Liebste, keine Nachricht, hatte diese Woche nur Karte und Brief vom Montag. - Der schöne Tag, der heute ist, macht mich wieder ein wenig lebendiger. Vielleicht wirst auch Du wieder einen schönen, aber hoffentlich weniger anstrengenden Sonntag mit den Kindern haben. Ich wollte auch neben Dir im Koupe' sitzen und fragen, ob ich fragen darf.
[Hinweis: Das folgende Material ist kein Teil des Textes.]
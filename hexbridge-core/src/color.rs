//! Players and cell colours

use std::fmt;
use std::str::FromStr;

use serde::{Deserialize, Serialize};

use crate::coord::Edge;

/// Player color
///
/// White connects TOP to BOTTOM, Black connects LEFT to RIGHT.
#[derive(Clone, Copy, Debug, PartialEq, Eq, Hash, Serialize, Deserialize)]
pub enum Player {
    White = 0,
    Black = 1,
}

impl Player {
    pub const BOTH: [Player; 2] = [Player::White, Player::Black];

    pub fn opponent(self) -> Self {
        match self {
            Player::White => Player::Black,
            Player::Black => Player::White,
        }
    }

    /// The (source, target) edges this player must connect
    pub fn edges(self) -> (Edge, Edge) {
        match self {
            Player::White => (Edge::Top, Edge::Bottom),
            Player::Black => (Edge::Left, Edge::Right),
        }
    }

    pub(crate) fn index(self) -> usize {
        self as usize
    }
}

impl fmt::Display for Player {
    fn fmt(&self, f: &mut fmt::Formatter<'_>) -> fmt::Result {
        match self {
            Player::White => f.write_str("white"),
            Player::Black => f.write_str("black"),
        }
    }
}

impl FromStr for Player {
    type Err = String;

    fn from_str(s: &str) -> Result<Self, Self::Err> {
        match s.to_ascii_lowercase().as_str() {
            "white" | "w" => Ok(Player::White),
            "black" | "b" => Ok(Player::Black),
            other => Err(format!("unknown player color: {other}")),
        }
    }
}

/// Contents of a cell
#[derive(Clone, Copy, Debug, Default, PartialEq, Eq, Hash, Serialize, Deserialize)]
pub enum Color {
    #[default]
    Empty,
    White,
    Black,
}

impl Color {
    pub fn is_empty(self) -> bool {
        self == Color::Empty
    }

    /// The stone owner, if any
    pub fn player(self) -> Option<Player> {
        match self {
            Color::Empty => None,
            Color::White => Some(Player::White),
            Color::Black => Some(Player::Black),
        }
    }

    pub fn is_friendly(self, player: Player) -> bool {
        self.player() == Some(player)
    }

    pub fn is_hostile(self, player: Player) -> bool {
        self.player() == Some(player.opponent())
    }

    /// Board glyph
    pub fn glyph(self) -> char {
        match self {
            Color::Empty => '.',
            Color::White => 'W',
            Color::Black => 'B',
        }
    }
}

impl From<Player> for Color {
    fn from(player: Player) -> Self {
        match player {
            Player::White => Color::White,
            Player::Black => Color::Black,
        }
    }
}
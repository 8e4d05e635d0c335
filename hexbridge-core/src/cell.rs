//! Board cells and their fixed adjacency / two-bridge topology

use crate::bridge::TwoBridge;
use crate::color::Color;
use crate::coord::{Coord, Edge, Node};

/// Neighbour offsets (dx, dy) under the axial skew of the rhombus.
/// Order: upper-left, up, left, right, down, lower-right
pub const NEIGHBOUR_OFFSETS: [(i8, i8); 6] = [
    (-1, 1),
    (0, 1),
    (-1, 0),
    (1, 0),
    (0, -1),
    (1, -1),
];

/// Geometry of one two-bridge direction
struct BridgeDirection {
    dest: (i8, i8),
    depends: [(i8, i8); 2],
    /// Edge that replaces the destination when it falls just off the board
    edge: Option<Edge>,
}

/// The six bridge directions. Entries pair up as reciprocals: 0/1, 2/3, 4/5,
/// and each pair lists the shared dependencies in the same order
const BRIDGE_DIRECTIONS: [BridgeDirection; 6] = [
    // upward
    BridgeDirection { dest: (-1, 2), depends: [(-1, 1), (0, 1)], edge: Some(Edge::Top) },
    // downward
    BridgeDirection { dest: (1, -2), depends: [(0, -1), (1, -1)], edge: Some(Edge::Bottom) },
    // leftward
    BridgeDirection { dest: (-2, 1), depends: [(-1, 0), (-1, 1)], edge: Some(Edge::Left) },
    // rightward
    BridgeDirection { dest: (2, -1), depends: [(1, -1), (1, 0)], edge: Some(Edge::Right) },
    // lower-left
    BridgeDirection { dest: (-1, -1), depends: [(-1, 0), (0, -1)], edge: None },
    // upper-right
    BridgeDirection { dest: (1, 1), depends: [(0, 1), (1, 0)], edge: None },
];

/// One board position, real or edge sentinel
#[derive(Clone, Debug)]
pub struct Cell {
    node: Node,
    color: Color,
    neighbours: Vec<Node>,
    bridges: Vec<TwoBridge>,
}

impl Cell {
    /// Create an empty real cell with its topology on a board of `size`
    pub fn new(coord: Coord, size: u8) -> Self {
        Self {
            node: Node::Cell(coord),
            color: Color::Empty,
            neighbours: neighbours_of(coord, size),
            bridges: bridges_of(coord, size),
        }
    }

    /// Create the sentinel for `edge` from the already-built real cells.
    ///
    /// Its neighbours are the cells touching the edge and its bridges are the
    /// reciprocals of every bridge that lands on the edge.
    pub fn sentinel(edge: Edge, cells: &[Cell]) -> Self {
        let node = Node::Edge(edge);
        let neighbours = cells
            .iter()
            .filter(|cell| cell.neighbours.contains(&node))
            .map(|cell| cell.node)
            .collect();
        let bridges = cells
            .iter()
            .flat_map(|cell| cell.bridges.iter())
            .filter(|bridge| bridge.dest() == node)
            .map(|bridge| TwoBridge::new(node, bridge.origin(), bridge.depends()))
            .collect();

        Self {
            node,
            color: edge.owner().into(),
            neighbours,
            bridges,
        }
    }

    pub fn node(&self) -> Node {
        self.node
    }

    pub fn color(&self) -> Color {
        self.color
    }

    pub fn neighbours(&self) -> &[Node] {
        &self.neighbours
    }

    pub fn bridges(&self) -> &[TwoBridge] {
        &self.bridges
    }

    /// The bridge from this cell to `dest`, if one exists
    pub fn bridge_to(&self, dest: Node) -> Option<&TwoBridge> {
        self.bridges.iter().find(|bridge| bridge.dest() == dest)
    }

    pub(crate) fn set_color(&mut self, color: Color) {
        self.color = color;
    }

    pub(crate) fn bridges_mut(&mut self) -> &mut [TwoBridge] {
        &mut self.bridges
    }
}

fn offset(coord: Coord, (dx, dy): (i8, i8)) -> Coord {
    Coord::new(coord.x + dx, coord.y + dy)
}

fn neighbours_of(coord: Coord, size: u8) -> Vec<Node> {
    let mut neighbours: Vec<Node> = NEIGHBOUR_OFFSETS
        .iter()
        .map(|&d| offset(coord, d))
        .filter(|c| c.is_on_board(size))
        .map(Node::Cell)
        .collect();

    let last = size as i8;
    if coord.x == 1 {
        neighbours.push(Node::Edge(Edge::Left));
    }
    if coord.x == last {
        neighbours.push(Node::Edge(Edge::Right));
    }
    if coord.y == last {
        neighbours.push(Node::Edge(Edge::Top));
    }
    if coord.y == 1 {
        neighbours.push(Node::Edge(Edge::Bottom));
    }
    neighbours
}

fn bridges_of(coord: Coord, size: u8) -> Vec<TwoBridge> {
    let origin = Node::Cell(coord);
    let mut bridges = Vec::with_capacity(BRIDGE_DIRECTIONS.len());

    for direction in &BRIDGE_DIRECTIONS {
        let [a, b] = direction.depends.map(|d| offset(coord, d));
        if !a.is_on_board(size) || !b.is_on_board(size) {
            continue;
        }
        let dest = offset(coord, direction.dest);
        let dest = if dest.is_on_board(size) {
            Node::Cell(dest)
        } else {
            match direction.edge {
                Some(edge) => Node::Edge(edge),
                None => continue,
            }
        };
        bridges.push(TwoBridge::new(origin, dest, (Node::Cell(a), Node::Cell(b))));
    }
    bridges
}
Vielleicht würde dann die ewige Unruhe aufhören. Mir ist viel zu oft im Geiste, wie dem Schiffbrüchigen im Körper ist, wenn er zwischen den unübersehbaren Wellen auf und ab geschwemmt wird ohne alle Barmherzigkeit. - Schon öfters wollte ich Dir davon schreiben: Erinnerst Du Dich an das kleine Prosastück, das im "Juden" hätte erscheinen sollen im Anhang an einen Aufsatz von Max? Die Sendung ging damals verloren, später wurde es dann noch einmal geschickt und schließlich hat Buber, wie es auch in meinem Sinn das allein Vernünftige war, den Aufsatz von Max mit einigen Vorbehalten angenommen, auf meinen "Traum" aber verzichtet, allerdings in einem Brief, der ehrenvoller war, als eine gewöhnliche Annahme hätte sein können [1]. .Ich erwähne das aus zwei Gründen: erstens weil mich der Brief gefreut hat und zweitens um Dir an dieser Kleinigkeit in beamtenhafter Ängstlichkeit zu zeigen, wie unsicher meine materielle und geistige Existenz ist. Selbst unter der Voraussetzung, dass ich etwas werde leisten können (ich kann vor Unruhe keine Zeile schreiben) ist es sehr leicht möglich, dass selbst Leute, die es mit mir gut meinen, mich abweisen werden, die andern natürlich umso mehr.

Herzlichste Grüße Franz




"Traum": Das aus der Arbeit am Prozeß hervorgegangene Prosastück "Ein Traum"; es hätte ursprünglich wohl im Anschluß an Max Brods Aufsatz "Unsere Literaten und die Gemeinschaft" in der Monatsschrift Der Jude I, 7 (Oktober 1916) erscheinen sollen, wurde dann aber in der von Martin Buber mitherausgegebenen Sammelschrift Das jüdische Prag, Prag, Verlag der >Selbstwehr< (Dezember 1916) veröffentlicht. Ende 1916 erschien es dann im Almanach der Neuen Jugend auf das Jahr 1917, Verlag Neue Jugend Berlin, S. 172ff. und am 6. Januar 1917 schließlich noch einmal im Prager Tagblatt (Unterhaltungs-Beilage).